Targeted deletion of Hsf1, 2, and 4 genes in mice

Abstract

Heat shock transcription factors (Hsfs) regulate transcription of heat shock proteins as well as other genes whose promoters contain heat shock elements (HSEs). There are at least five Hsfs in mammalian cells, Hsf1, Hsf2, Hsf3, Hsf4, and Hsfy (Wu, Annu Rev Cell Dev Biol 11:441–469, 1995; Morimoto, Genes Dev 12:3788–3796, 1998; Tessari et al., Mol Hum Repord 4:253–258, 2004; Fujimoto et al., Mol Biol Cell 21:106–116, 2010; Nakai et al., Mol Cell Biol 17:469–481, 1997; Sarge et al., Genes Dev 5:1902–1911, 1991).

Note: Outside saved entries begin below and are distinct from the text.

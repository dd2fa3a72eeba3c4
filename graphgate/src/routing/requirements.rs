// Copyright (c) 2024-2025 DeepGraph Inc.
// SPDX-License-Identifier: Apache-2.0
//
//! Execution requirements derived from a statement

use serde::Serialize;

use super::classifier::{classify, StatementKind};
use crate::driver::AccessMode;
use crate::error::{ProxyError, Result};
use crate::statement::{normalize_text, Statement};

/// Cluster role a statement is routed to
#[derive(Debug, Clone, Copy, PartialEq, Eq, Hash, Serialize)]
#[serde(rename_all = "UPPERCASE")]
pub enum Target {
    Readers,
    Writers,
}

/// Transaction contract a statement runs under
#[derive(Debug, Clone, Copy, PartialEq, Eq, Hash, Serialize)]
#[serde(rename_all = "UPPERCASE")]
pub enum TransactionMode {
    /// Autocommit: one statement, one round trip
    Implicit,
    /// Managed transaction with commit on success and rollback on failure
    Explicit,
}

/// How a single statement must be executed
#[derive(Debug, Clone, Copy, PartialEq, Eq, Hash, Serialize)]
#[serde(rename_all = "camelCase")]
pub struct ExecutionRequirements {
    pub target: Target,
    pub transaction_mode: TransactionMode,
}

impl ExecutionRequirements {
    pub fn new(target: Target, transaction_mode: TransactionMode) -> Self {
        Self {
            target,
            transaction_mode,
        }
    }

    /// Session and transaction access mode for the target role
    pub fn access_mode(&self) -> AccessMode {
        match self.target {
            Target::Readers => AccessMode::Read,
            Target::Writers => AccessMode::Write,
        }
    }
}

/// Resolve the requirements of raw statement text
///
/// Pure and deterministic. Anything not recognized as read-only goes to the
/// writers. Blank text is rejected before any I/O happens.
pub fn resolve(statement_text: &str, is_enterprise_capable: bool) -> Result<ExecutionRequirements> {
    let text = normalize_text(statement_text)?;
    let info = classify(text, is_enterprise_capable);

    let target = if info.is_read_only {
        Target::Readers
    } else {
        Target::Writers
    };

    let transaction_mode = match info.kind {
        StatementKind::TransactionControl => TransactionMode::Explicit,
        _ => TransactionMode::Implicit,
    };

    log::debug!(
        "Resolved {:?} statement to {:?}/{:?}",
        info.kind,
        target,
        transaction_mode
    );

    Ok(ExecutionRequirements::new(target, transaction_mode))
}

/// Resolve a statement, honoring the caller's explicit transaction flag
pub fn resolve_statement(
    statement: &Statement,
    is_enterprise_capable: bool,
) -> Result<ExecutionRequirements> {
    let mut requirements = resolve(&statement.text, is_enterprise_capable)?;

    if statement.explicit_transaction {
        if classify(statement.text.trim(), is_enterprise_capable).kind
            == StatementKind::BatchedWrite
        {
            return Err(ProxyError::InvalidStatement(
                "statements committing in inner transactions can only run in autocommit mode"
                    .to_string(),
            ));
        }
        requirements.transaction_mode = TransactionMode::Explicit;
    }

    Ok(requirements)
}
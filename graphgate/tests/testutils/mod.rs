// Copyright (c) 2024-2025 DeepGraph Inc.
// SPDX-License-Identifier: Apache-2.0
//
//! Shared harness for coordinator integration tests

#![allow(dead_code)]

pub mod mock_driver;

use graphgate::{InMemoryBookmarkManager, ProxyConfig, QueryCoordinator};
use mock_driver::{MockDriver, MockEdition};
use std::sync::Arc;
use std::time::Duration;

/// Coordinator over a mock driver with its collaborators exposed
pub struct Fixture {
    pub driver: MockDriver,
    pub edition: Arc<MockEdition>,
    pub bookmarks: Arc<InMemoryBookmarkManager>,
    pub coordinator: QueryCoordinator,
}

impl Fixture {
    pub fn new() -> Self {
        Self::with(ProxyConfig::default(), MockEdition::community())
    }

    pub fn enterprise() -> Self {
        Self::with(ProxyConfig::default(), MockEdition::enterprise())
    }

    pub fn with_fetch_size(fetch_size: usize) -> Self {
        Self::with(
            ProxyConfig {
                fetch_size,
                ..ProxyConfig::default()
            },
            MockEdition::community(),
        )
    }

    pub fn with(config: ProxyConfig, edition: MockEdition) -> Self {
        let driver = MockDriver::new();
        let edition = Arc::new(edition);
        let bookmarks = Arc::new(InMemoryBookmarkManager::new());
        let coordinator = QueryCoordinator::new(
            config,
            Arc::new(driver.clone()),
            edition.clone(),
            bookmarks.clone(),
        )
        .expect("valid test configuration");

        Self {
            driver,
            edition,
            bookmarks,
            coordinator,
        }
    }
}

/// Let tasks spawned from `Drop` run to completion
pub async fn settle() {
    tokio::time::sleep(Duration::from_millis(20)).await;
}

To understand the physiological roles of Hsf1, Hsf2, and Hsf4 in vivo, we generated knockout mouse lines for these factors (Zhang et al., J Cell Biochem 86:376–393, 2002; Wang et al., Genesis 36:48–61, 2003; Min et al., Genesis 40:205–217, 2004). Numbers of other laboratories have also generated Hsf1 (Xiao et al., EMBO J 18:5943–5952, 1999; Sugahara et al., Hear Res 182:88–96, 2003), Hsf2 (McMillan et al., Mol Cell Biol 22:8005–8014, 2002; Kallio et al., EMBO J 21:2591–2601, 2002), and Hsf4 (Fujimoto et al., EMBO J 23:4297–4306, 2004) knockout mouse models. In this chapter, we describe the design of the targeting vectors, the plasmids used, and the successful generation of mice lacking the individual genes. We also briefly describe what we have learned about the physiological functions of these genes in vivo.